**REQUIREMENT**
Word for word, retype the records below.

***** RECORDS PROVIDED

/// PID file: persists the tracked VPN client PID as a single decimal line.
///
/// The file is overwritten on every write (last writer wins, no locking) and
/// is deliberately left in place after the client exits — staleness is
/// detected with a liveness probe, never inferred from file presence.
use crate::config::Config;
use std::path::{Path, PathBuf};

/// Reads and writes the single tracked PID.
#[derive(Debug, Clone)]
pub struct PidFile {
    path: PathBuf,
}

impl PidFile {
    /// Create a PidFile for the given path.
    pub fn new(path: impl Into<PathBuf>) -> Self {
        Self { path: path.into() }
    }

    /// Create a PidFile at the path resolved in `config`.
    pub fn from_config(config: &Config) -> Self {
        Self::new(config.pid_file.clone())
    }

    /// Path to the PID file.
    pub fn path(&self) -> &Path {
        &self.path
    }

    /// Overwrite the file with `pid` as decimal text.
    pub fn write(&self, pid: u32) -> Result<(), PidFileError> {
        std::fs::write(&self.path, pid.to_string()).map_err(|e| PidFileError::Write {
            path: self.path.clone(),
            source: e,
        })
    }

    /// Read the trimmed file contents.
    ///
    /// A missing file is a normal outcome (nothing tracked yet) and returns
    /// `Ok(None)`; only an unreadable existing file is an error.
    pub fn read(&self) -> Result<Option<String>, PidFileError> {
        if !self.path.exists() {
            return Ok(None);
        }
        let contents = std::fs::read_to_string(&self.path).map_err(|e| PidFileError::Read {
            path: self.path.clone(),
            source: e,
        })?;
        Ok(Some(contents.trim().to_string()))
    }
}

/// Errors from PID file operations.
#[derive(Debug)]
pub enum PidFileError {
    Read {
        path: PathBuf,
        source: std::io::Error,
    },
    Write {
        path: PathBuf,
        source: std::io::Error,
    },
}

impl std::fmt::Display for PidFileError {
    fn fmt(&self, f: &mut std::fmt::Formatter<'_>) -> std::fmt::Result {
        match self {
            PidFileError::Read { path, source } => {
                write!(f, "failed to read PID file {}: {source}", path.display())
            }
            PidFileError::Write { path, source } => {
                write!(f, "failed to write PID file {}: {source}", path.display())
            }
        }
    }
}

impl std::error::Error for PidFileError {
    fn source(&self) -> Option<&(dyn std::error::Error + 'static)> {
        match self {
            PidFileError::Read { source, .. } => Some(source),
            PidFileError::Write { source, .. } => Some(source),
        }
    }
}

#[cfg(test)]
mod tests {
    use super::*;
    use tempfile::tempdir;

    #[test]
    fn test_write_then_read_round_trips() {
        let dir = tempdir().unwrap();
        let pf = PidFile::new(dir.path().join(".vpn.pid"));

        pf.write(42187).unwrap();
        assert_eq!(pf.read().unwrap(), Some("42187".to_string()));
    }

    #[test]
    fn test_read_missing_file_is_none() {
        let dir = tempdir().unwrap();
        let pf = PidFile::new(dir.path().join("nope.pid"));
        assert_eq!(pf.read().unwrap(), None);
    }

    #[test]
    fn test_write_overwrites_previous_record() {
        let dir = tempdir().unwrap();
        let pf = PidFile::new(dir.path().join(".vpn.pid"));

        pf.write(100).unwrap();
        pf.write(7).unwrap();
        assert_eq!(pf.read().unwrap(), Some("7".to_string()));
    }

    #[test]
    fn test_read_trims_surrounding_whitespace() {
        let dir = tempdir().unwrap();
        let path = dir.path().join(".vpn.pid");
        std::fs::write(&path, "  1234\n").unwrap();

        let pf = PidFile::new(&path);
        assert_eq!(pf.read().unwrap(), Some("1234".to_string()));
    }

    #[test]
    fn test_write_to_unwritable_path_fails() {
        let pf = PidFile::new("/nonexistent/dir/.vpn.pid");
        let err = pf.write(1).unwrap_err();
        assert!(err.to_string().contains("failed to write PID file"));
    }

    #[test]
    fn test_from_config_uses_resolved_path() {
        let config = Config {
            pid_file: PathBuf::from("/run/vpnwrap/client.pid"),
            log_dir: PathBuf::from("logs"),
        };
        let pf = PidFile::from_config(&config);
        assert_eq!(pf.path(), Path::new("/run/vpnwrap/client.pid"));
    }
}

**********

**EXERCISE RESULT**
/// PID file: persists the tracked VPN client PID as a single decimal line.
///
/// The file is overwritten on every write (last writer wins, no locking) and
/// is deliberately left in place after the client exits — staleness is
/// detected with a liveness probe, never inferred from file presence.
use crate::config::Config;
use std::path::{Path, PathBuf};

/// Reads and writes the single tracked PID.
#[derive(Debug, Clone)]
pub struct PidFile {
    path: PathBuf,
}

impl PidFile {
    /// Create a PidFile for the given path.
    pub fn new(path: impl Into<PathBuf>) -> Self {
        Self { path: path.into() }
    }

    /// Create a PidFile at the path resolved in `config`.
    pub fn from_config(config: &Config) -> Self {
        Self::new(config.pid_file.clone())
    }

    /// Path to the PID file.
    pub fn path(&self) -> &Path {
        &self.path
    }

    /// Overwrite the file with `pid` as decimal text.
    pub fn write(&self, pid: u32) -> Result<(), PidFileError> {
        std::fs::write(&self.path, pid.to_string()).map_err(|e| PidFileError::Write {
            path: self.path.clone(),
            source: e,
        })
    }

    /// Read the trimmed file contents.
    ///
    /// A missing file is a normal outcome (nothing tracked yet) and returns
    /// `Ok(None)`; only an unreadable existing file is an error.
    pub fn read(&self) -> Result<Option<String>, PidFileError> {
        if !self.path.exists() {
            return Ok(None);
        }
        let contents = std::fs::read_to_string(&self.path).map_err(|e| PidFileError::Read {
            path: self.path.clone(),
            source: e,
        })?;
        Ok(Some(contents.trim().to_string()))
    }
}

/// Errors from PID file operations.
#[derive(Debug)]
pub enum PidFileError {
    Read {
        path: PathBuf,
        source: std::io::Error,
    },
    Write {
        path: PathBuf,
        source: std::io::Error,
    },
}

impl std::fmt::Display for PidFileError {
    fn fmt(&self, f: &mut std::fmt::Formatter<'_>) -> std::fmt::Result {
        match self {
            PidFileError::Read { path, source } => {
                write!(f, "failed to read PID file {}: {source}", path.display())
            }
            PidFileError::Write { path, source } => {
                write!(f, "failed to write PID file {}: {source}", path.display())
            }
        }
    }
}

impl std::error::Error for PidFileError {
    fn source(&self) -> Option<&(dyn std::error::Error + 'static)> {
        match self {
            PidFileError::Read { source, .. } => Some(source),
            PidFileError::Write { source, .. } => Some(source),
        }
    }
}

#[cfg(test)]
mod tests {
    use super::*;
    use tempfile::tempdir;

    #[test]
    fn test_write_then_read_round_trips() {
        let dir = tempdir().unwrap();
        let pf = PidFile::new(dir.path().join(".vpn.pid"));

        pf.write(42187).unwrap();
        assert_eq!(pf.read().unwrap(), Some("42187".to_string()));
    }

    #[test]
    fn test_read_missing_file_is_none() {
        let dir = tempdir().unwrap();
        let pf = PidFile::new(dir.path().join("nope.pid"));
        assert_eq!(pf.read().unwrap(), None);
    }

    #[test]
    fn test_write_overwrites_previous_record() {
        let dir = tempdir().unwrap();
        let pf = PidFile::new(dir.path().join(".vpn.pid"));

        pf.write(100).unwrap();
        pf.write(7).unwrap();
        assert_eq!(pf.read().unwrap(), Some("7".to_string()));
    }

    #[test]
    fn test_read_trims_surrounding_whitespace() {
        let dir = tempdir().unwrap();
        let path = dir.path().join(".vpn.pid");
        std::fs::write(&path, "  1234\n").unwrap();

        let pf = PidFile::new(&path);
        assert_eq!(pf.read().unwrap(), Some("1234".to_string()));
    }

    #[test]
    fn test_write_to_unwritable_path_fails() {
        let pf = PidFile::new("/nonexistent/dir/.vpn.pid");
        let err = pf.write(1).unwrap_err();
        assert!(err.to_string().contains("failed to write PID file"));
    }

    #[test]
    fn test_from_config_uses_resolved_path() {
        let config = Config {
            pid_file: PathBuf::from("/run/vpnwrap/client.pid"),
            log_dir: PathBuf::from("logs"),
        };
        let pf = PidFile::from_config(&config);
        assert_eq!(pf.path(), Path::new("/run/vpnwrap/client.pid"));
    }
}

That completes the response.